> Exercise brief
Look through the entries below, please, and copy every line with the word "filename".
*** Entries supplied ***
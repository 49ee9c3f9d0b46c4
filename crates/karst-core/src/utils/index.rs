// Copyright (c) 2025 Felix Kahle.
//
// Permission is hereby granted, free of charge, to any person obtaining
// a copy of this software and associated documentation files (the
// "Software"), to deal in the Software without restriction, including
// without limitation the rights to use, copy, modify, merge, publish,
// distribute, sublicense, and/or sell copies of the Software, and to
// permit persons to whom the Software is furnished to do so, subject to
// the following conditions:
//
// The above copyright notice and this permission notice shall be
// included in all copies or substantial portions of the Software.
//
// THE SOFTWARE IS PROVIDED "AS IS", WITHOUT WARRANTY OF ANY KIND,
// EXPRESS OR IMPLIED, INCLUDING BUT NOT LIMITED TO THE WARRANTIES OF
// MERCHANTABILITY, FITNESS FOR A PARTICULAR PURPOSE AND
// NONINFRINGEMENT. IN NO EVENT SHALL THE AUTHORS OR COPYRIGHT HOLDERS BE
// LIABLE FOR ANY CLAIM, DAMAGES OR OTHER LIABILITY, WHETHER IN AN ACTION
// OF CONTRACT, TORT OR OTHERWISE, ARISING FROM, OUT OF OR IN CONNECTION
// WITH THE SOFTWARE OR THE USE OR OTHER DEALINGS IN THE SOFTWARE.

//! # Strongly Typed Indices
//!
//! Phantom-typed wrappers around `usize` so that index spaces from
//! different domains (stations vs. shots) cannot be mixed up. A
//! `TypedIndex<T>` compiles down to a transparent `usize` while the tag
//! type `T` encodes intent at the type level.
//!
//! ## Usage
//!
//! ```rust
//! use karst_core::utils::index::{TypedIndex, TypedIndexTag};
//!
//! #[derive(Clone, Copy, PartialEq, Eq, PartialOrd, Ord, Hash, Debug)]
//! struct StationTag;
//! impl TypedIndexTag for StationTag { const NAME: &'static str = "StationIndex"; }
//!
//! type StationIndex = TypedIndex<StationTag>;
//! let s = StationIndex::new(7);
//! assert_eq!(s.get(), 7);
//! assert_eq!(format!("{}", s), "StationIndex(7)");
//! ```

/// Tags a typed index with a name used for `Display` and `Debug`.
pub trait TypedIndexTag: Clone {
    const NAME: &'static str;
}

/// A strongly typed index associated with the tag type `T`.
#[repr(transparent)]
#[derive(Clone, Copy, PartialEq, Eq, PartialOrd, Ord, Hash)]
pub struct TypedIndex<T> {
    index: usize,
    _marker: std::marker::PhantomData<T>,
}

impl<T> TypedIndex<T> {
    /// Creates a new `TypedIndex` with the given `usize` value.
    #[inline(always)]
    pub const fn new(index: usize) -> Self {
        Self {
            index,
            _marker: std::marker::PhantomData,
        }
    }

    /// Returns the underlying `usize` value.
    #[inline(always)]
    pub const fn get(&self) -> usize {
        self.index
    }
}

impl<T> From<usize> for TypedIndex<T> {
    #[inline]
    fn from(index: usize) -> Self {
        Self::new(index)
    }
}

impl<T> From<TypedIndex<T>> for usize {
    #[inline]
    fn from(index: TypedIndex<T>) -> Self {
        index.index
    }
}

impl<T: TypedIndexTag> std::fmt::Display for TypedIndex<T> {
    fn fmt(&self, f: &mut std::fmt::Formatter<'_>) -> std::fmt::Result {
        write!(f, "{}({})", T::NAME, self.index)
    }
}

impl<T: TypedIndexTag> std::fmt::Debug for TypedIndex<T> {
    fn fmt(&self, f: &mut std::fmt::Formatter<'_>) -> std::fmt::Result {
        write!(f, "{}({})", T::NAME, self.index)
    }
}
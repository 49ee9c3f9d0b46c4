// Copyright (c) 2025 Felix Kahle.
//
// Permission is hereby granted, free of charge, to any person obtaining
// a copy of this software and associated documentation files (the
// "Software"), to deal in the Software without restriction, including
// without limitation the rights to use, copy, modify, merge, publish,
// distribute, sublicense, and/or sell copies of the Software, and to
// permit persons to whom the Software is furnished to do so, subject to
// the following conditions:
//
// The above copyright notice and this permission notice shall be
// included in all copies or substantial portions of the Software.
//
// THE SOFTWARE IS PROVIDED "AS IS", WITHOUT WARRANTY OF ANY KIND,
// EXPRESS OR IMPLIED, INCLUDING BUT NOT LIMITED TO THE WARRANTIES OF
// MERCHANTABILITY, FITNESS FOR A PARTICULAR PURPOSE AND
// NONINFRINGEMENT. IN NO EVENT SHALL THE AUTHORS OR COPYRIGHT HOLDERS BE
// LIABLE FOR ANY CLAIM, DAMAGES OR OTHER LIABILITY, WHETHER IN AN ACTION
// OF CONTRACT, TORT OR OTHERWISE, ARISING FROM, OUT OF OR IN CONNECTION
// WITH THE SOFTWARE OR THE USE OR OTHER DEALINGS IN THE SOFTWARE.

//! The adjustment capability.

use karst_core::math::vec3::Vector3D;
use karst_model::diag::Diagnostics;
use karst_net::network::SurveyNetwork;
use std::collections::BTreeMap;

/// Adjusted station positions, keyed by station name. A `BTreeMap` keeps
/// iteration deterministic.
pub type StationPositions = BTreeMap<String, Vector3D>;

/// A survey adjustment algorithm.
///
/// The contract:
///
/// * Input: a propagated [`SurveyNetwork`].
/// * Output: a fresh positions table. The network is not mutated.
/// * Anchor positions are returned bit-identical to their declarations.
/// * Stations never reached by propagation do not appear in the output.
pub trait SurveyAdjuster {
    /// Human-readable name for logging.
    fn name(&self) -> &str;

    /// Computes adjusted positions for every positioned station.
    fn adjust(&self, network: &SurveyNetwork, diag: &mut Diagnostics) -> StationPositions;
}
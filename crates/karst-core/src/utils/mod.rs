// Copyright (c) 2025 Felix Kahle.
//
// Permission is hereby granted, free of charge, to any person obtaining
// a copy of this software and associated documentation files (the
// "Software"), to deal in the Software without restriction, including
// without limitation the rights to use, copy, modify, merge, publish,
// distribute, sublicense, and/or sell copies of the Software, and to
// permit persons to whom the Software is furnished to do so, subject to
// the following conditions:
//
// The above copyright notice and this permission notice shall be
// included in all copies or substantial portions of the Software.
//
// THE SOFTWARE IS PROVIDED "AS IS", WITHOUT WARRANTY OF ANY KIND,
// EXPRESS OR IMPLIED, INCLUDING BUT NOT LIMITED TO THE WARRANTIES OF
// MERCHANTABILITY, FITNESS FOR A PARTICULAR PURPOSE AND
// NONINFRINGEMENT. IN NO EVENT SHALL THE AUTHORS OR COPYRIGHT HOLDERS BE
// LIABLE FOR ANY CLAIM, DAMAGES OR OTHER LIABILITY, WHETHER IN AN ACTION
// OF CONTRACT, TORT OR OTHERWISE, ARISING FROM, OUT OF OR IN CONNECTION
// WITH THE SOFTWARE OR THE USE OR OTHER DEALINGS IN THE SOFTWARE.

//! Small shared utilities.

pub mod index;
// Copyright (c) 2025 Felix Kahle.
//
// Permission is hereby granted, free of charge, to any person obtaining
// a copy of this software and associated documentation files (the
// "Software"), to deal in the Software without restriction, including
// without limitation the rights to use, copy, modify, merge, publish,
// distribute, sublicense, and/or sell copies of the Software, and to
// permit persons to whom the Software is furnished to do so, subject to
// the following conditions:
//
// The above copyright notice and this permission notice shall be
// included in all copies or substantial portions of the Software.
//
// THE SOFTWARE IS PROVIDED "AS IS", WITHOUT WARRANTY OF ANY KIND,
// EXPRESS OR IMPLIED, INCLUDING BUT NOT LIMITED TO THE WARRANTIES OF
// MERCHANTABILITY, FITNESS FOR A PARTICULAR PURPOSE AND
// NONINFRINGEMENT. IN NO EVENT SHALL THE AUTHORS OR COPYRIGHT HOLDERS BE
// LIABLE FOR ANY CLAIM, DAMAGES OR OTHER LIABILITY, WHETHER IN AN ACTION
// OF CONTRACT, TORT OR OTHERWISE, ARISING FROM, OUT OF OR IN CONNECTION
// WITH THE SOFTWARE OR THE USE OR OTHER DEALINGS IN THE SOFTWARE.

//! Geometry primitives: 3-D vectors and polar conversions.

pub mod polar;
pub mod vec3;
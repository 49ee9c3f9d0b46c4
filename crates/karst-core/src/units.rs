// Copyright (c) 2025 Felix Kahle.
//
// Permission is hereby granted, free of charge, to any person obtaining
// a copy of this software and associated documentation files (the
// "Software"), to deal in the Software without restriction, including
// without limitation the rights to use, copy, modify, merge, publish,
// distribute, sublicense, and/or sell copies of the Software, and to
// permit persons to whom the Software is furnished to do so, subject to
// the following conditions:
//
// The above copyright notice and this permission notice shall be
// included in all copies or substantial portions of the Software.
//
// THE SOFTWARE IS PROVIDED "AS IS", WITHOUT WARRANTY OF ANY KIND,
// EXPRESS OR IMPLIED, INCLUDING BUT NOT LIMITED TO THE WARRANTIES OF
// MERCHANTABILITY, FITNESS FOR A PARTICULAR PURPOSE AND
// NONINFRINGEMENT. IN NO EVENT SHALL THE AUTHORS OR COPYRIGHT HOLDERS BE
// LIABLE FOR ANY CLAIM, DAMAGES OR OTHER LIABILITY, WHETHER IN AN ACTION
// OF CONTRACT, TORT OR OTHERWISE, ARISING FROM, OUT OF OR IN CONNECTION
// WITH THE SOFTWARE OR THE USE OR OTHER DEALINGS IN THE SOFTWARE.

//! Canonical length-unit constants.
//!
//! The toolkit stores every distance in decimal feet. Inputs declared in
//! meters are converted exactly once, at parse time, using the constants
//! below.

/// Feet per meter (international foot).
pub const METERS_TO_FEET: f64 = 3.280_839_895;

/// Meters per foot (international foot).
pub const FEET_TO_METERS: f64 = 0.3048;

/// Converts a value in meters to decimal feet.
#[inline]
pub fn feet_from_meters(meters: f64) -> f64 {
    meters * METERS_TO_FEET
}

#[cfg(test)]
mod tests {
    use super::*;

    #[test]
    fn test_meter_round_trip() {
        let feet = feet_from_meters(100.0);
        assert!((feet - 328.083_989_5).abs() < 1e-9);
        assert!((feet * FEET_TO_METERS - 100.0).abs() < 1e-6);
    }
}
*** End of Entries supplied ***
> Reply to the exercise
filename crates/karst-core/src/utils/index.rs
filename crates/karst-core/src/utils/mod.rs
filename crates/karst-core/src/units.rs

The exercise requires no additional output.